See a “Little White House” without all the fuss
As a presidential history buff, I was pleasantly surprised to find that I could easily visit a place where numerous Presidents of the United States stayed and performed their duties, most notably Harry S. Truman. He lived and worked at “The Little White House” for 175 days via 11 working vacations from 1946-1952. Even on “vacation” here, he still had to sign his name 200-600 times a day to help keep the country running in a place originally built for the US Navy’s base commander and paymaster in 1890. Unlike the “other” White House farther north, I didn’t have to make any special arrangements or go through any other fuss to walk around a property containing the 8,700 square foot home with its nicely-manicured lawn and gardens. It’s in the midst of a quiet neighborhood, a short walk away from Duvall Street. I can see why our past leaders must’ve found the property to be a respite just as I did from the sometimes boisterous tourist crowds.
Besides Truman, other presidents have stayed here, so visiting means you’ve set foot on grounds that America’s most famous people have, like Dwight D. Eisenhower, who recovered from a from a heart attack here in late 1955 to early 1956. John F. Kennedy met with British Prime Minister Harold Macmillan in 1961 a few weeks before the Bay of Pigs. Jimmy Carter and Bill Clinton have also stayed here. Other people of note who’ve used this place include former Secretary of State Colin Powell to hold peace talks between Armenia and Azerbaijan in 2001 while Thomas Edison stayed here half a year in 1918 to conjure up some new weapons during World War I. The Defense Department was created here by the Joint Chiefs of Staff.
One can see two of the rooms by the entrance/gift shop for free, but admission is charged for a grand tour of the home.

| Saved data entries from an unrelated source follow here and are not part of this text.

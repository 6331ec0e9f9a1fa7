//! Error types for the migration library.

use thiserror::Error;

/// Main error type for migration operations.
///
/// Every variant is fatal for the migration run; no recovery is attempted
/// and partial writes to the destination are left as-is.
#[derive(Error, Debug)]
pub enum MigrateError {
    /// Invalid or missing configuration (CLI options, ports, endpoints).
    #[error("Configuration error: {0}")]
    Config(String),

    /// Source or destination unreachable, or authentication failed.
    #[error("Connection error ({target}): {message}")]
    Connect { target: String, message: String },

    /// The reflector couldn't resolve a referenced table or column.
    #[error("Schema error: {0}")]
    Schema(String),

    /// The source database rejected a statement.
    #[error("Source execution error: {0}")]
    SqlExec(String),

    /// Streaming rows from the source failed.
    #[error("Source fetch error: {0}")]
    SqlFetch(String),

    /// The destination rejected a statement.
    #[error("Destination execution error: {0}")]
    GraphExec(String),

    /// Streaming results from the destination failed.
    #[error("Destination fetch error: {0}")]
    GraphFetch(String),

    /// A destination statement produced a result shape outside its contract.
    #[error("Unexpected result: {0}")]
    UnexpectedResult(String),

    /// `execute` was called while a result stream was still open.
    /// This is an internal contract violation.
    #[error("Cursor is busy: {0}")]
    BusyCursor(String),
}

impl MigrateError {
    /// Create a Connect error with the endpoint it concerns.
    pub fn connect(target: impl Into<String>, message: impl std::fmt::Display) -> Self {
        MigrateError::Connect {
            target: target.into(),
            message: message.to_string(),
        }
    }

    /// Create a SqlExec error with context about the failed statement.
    pub fn sql_exec(message: impl std::fmt::Display, context: impl Into<String>) -> Self {
        MigrateError::SqlExec(format!("{}: {}", context.into(), message))
    }

    /// Create a GraphExec error with context about the failed statement.
    pub fn graph_exec(message: impl std::fmt::Display, context: impl Into<String>) -> Self {
        MigrateError::GraphExec(format!("{}: {}", context.into(), message))
    }

    /// Process exit code for the CLI.
    pub fn exit_code(&self) -> u8 {
        match self {
            MigrateError::Config(_) => 2,
            MigrateError::Connect { .. } => 3,
            _ => 1,
        }
    }
}

/// Result type alias for migration operations.
pub type Result<T> = std::result::Result<T, MigrateError>;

Fido gets tired after shopping for hats
Key West dances to its own beat, even when it comes to dogs, who are as welcome in places of businesses as their owners. When you live in a city where dogs, unless they are guide dogs, generally don’t go shopping or coffee drinking with their owners, it’s quite a culture shock to see such frequent occurrences of dogs acting like regular customers at local businesses. You can see dogs sitting around store counters or lounging by hat racks while their owners shop and complete their transactions.
A perfect example played out in my presence. I sipped a cup of green tea in a local coffee house. One transplanted English lady came in with her cute chihuahua and asked if she could share the table with us as she enjoyed her refreshment. Soon, another man walked in with his larger dog, who spotted the chihuahua and tried to make a “social call,” alarming the woman and the chihuahua. A policeman taking a coffee break across from our table was able to keep the larger dog at bay until the owner decided to take better charge of his pooch, claiming that his dog wouldn’t hurt anybody. But recently passed city laws are making it more restrictive about bringing fido into food and drink establishments.
Key West Recommendations
I stayed at the Key Lime Inn which, despite being on the heavily-traveled US 1 (and a few blocks from Duvall Street), offered me a peaceful sanctuary via one of its 1930s built cottages nestled in a garden-like enclosure. I also had a built-in alarm clock via a crowing rooster. The bed I slept in was comfortable, and there’s free high speed internet. A free breakfast full of breads and cereals is provided each morning The hotel is also made up of rooms inside one of the city’s oldest buildings dating back to the mid-19th century, the Maloney House.
I enjoyed dining in the laid back atmosphere of the Hogfish Bar & Grill, which features fresh fish that’s 75 to 80 per cent speared, including the hogfish. Hogfish are really tender and have a similar taste to grouper. This fish goes good with one of the restaurant’s featured hot sauces like Hoboken Eddie’s, a hot pepper sauce that comes in a whiskey-like bottle.
Disclosure: Roy A. Barnes attended a press trip sponsored by Florida Keys Tourism, but what he wrote is his own observations, and not vetted by the sponsor. The author writes from southeastern Wyoming.